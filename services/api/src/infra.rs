use chrono::{DateTime, Utc};
use metrics_exporter_prometheus::PrometheusHandle;
use serde::Deserialize;
use std::sync::atomic::AtomicBool;
use std::sync::Arc;

#[derive(Clone)]
pub(crate) struct AppState {
    pub(crate) readiness: Arc<AtomicBool>,
    pub(crate) metrics: Arc<PrometheusHandle>,
}

pub(crate) fn parse_timestamp(raw: &str) -> Result<DateTime<Utc>, String> {
    fleet_health::health::domain::parse_timestamp(raw)
        .ok_or_else(|| format!("failed to parse '{raw}' as RFC 3339 or YYYY-MM-DD"))
}

pub(crate) fn deserialize_optional_timestamp<'de, D>(
    deserializer: D,
) -> Result<Option<DateTime<Utc>>, D::Error>
where
    D: serde::Deserializer<'de>,
{
    let opt = Option::<String>::deserialize(deserializer)?;
    opt.map(|value| parse_timestamp(&value).map_err(serde::de::Error::custom))
        .transpose()
}
//! Adapters that hand the engine its per-vehicle history. Persistence lives elsewhere; these
//! read exported snapshots so the CLI and HTTP surfaces can drive an evaluation.

mod maintenance_csv;
mod snapshot;

pub use maintenance_csv::MaintenanceCsvImporter;
pub use snapshot::FleetSnapshot;

use crate::health::{
    FleetHealthEngine, FleetHealthResult, InspectionRecord, MaintenanceRecord, Vehicle, VehicleId,
};
use chrono::{DateTime, Utc};
use std::collections::HashMap;

#[derive(Debug, thiserror::Error)]
pub enum HistoryLoadError {
    #[error("failed to read history export: {0}")]
    Io(#[from] std::io::Error),
    #[error("invalid fleet snapshot: {0}")]
    Json(#[from] serde_json::Error),
    #[error("invalid maintenance CSV data: {0}")]
    Csv(#[from] csv::Error),
    #[error("maintenance row {row} has an unreadable date '{value}'")]
    InvalidDate { row: usize, value: String },
}

/// Vehicles plus their histories grouped per vehicle, each sorted newest-first.
#[derive(Debug, Clone, Default)]
pub struct FleetHistories {
    pub vehicles: Vec<Vehicle>,
    pub inspections: HashMap<VehicleId, Vec<InspectionRecord>>,
    pub maintenance: HashMap<VehicleId, Vec<MaintenanceRecord>>,
}

impl FleetHistories {
    pub fn evaluate(&self, engine: &FleetHealthEngine, now: DateTime<Utc>) -> FleetHealthResult {
        engine.evaluate(&self.vehicles, &self.inspections, &self.maintenance, now)
    }
}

• • • • •

#### EXERCISE DETAILS
Go through the entries above and count the lines holding the word "HashMap"; write nothing but the number.

#### ANSWER SPACE
3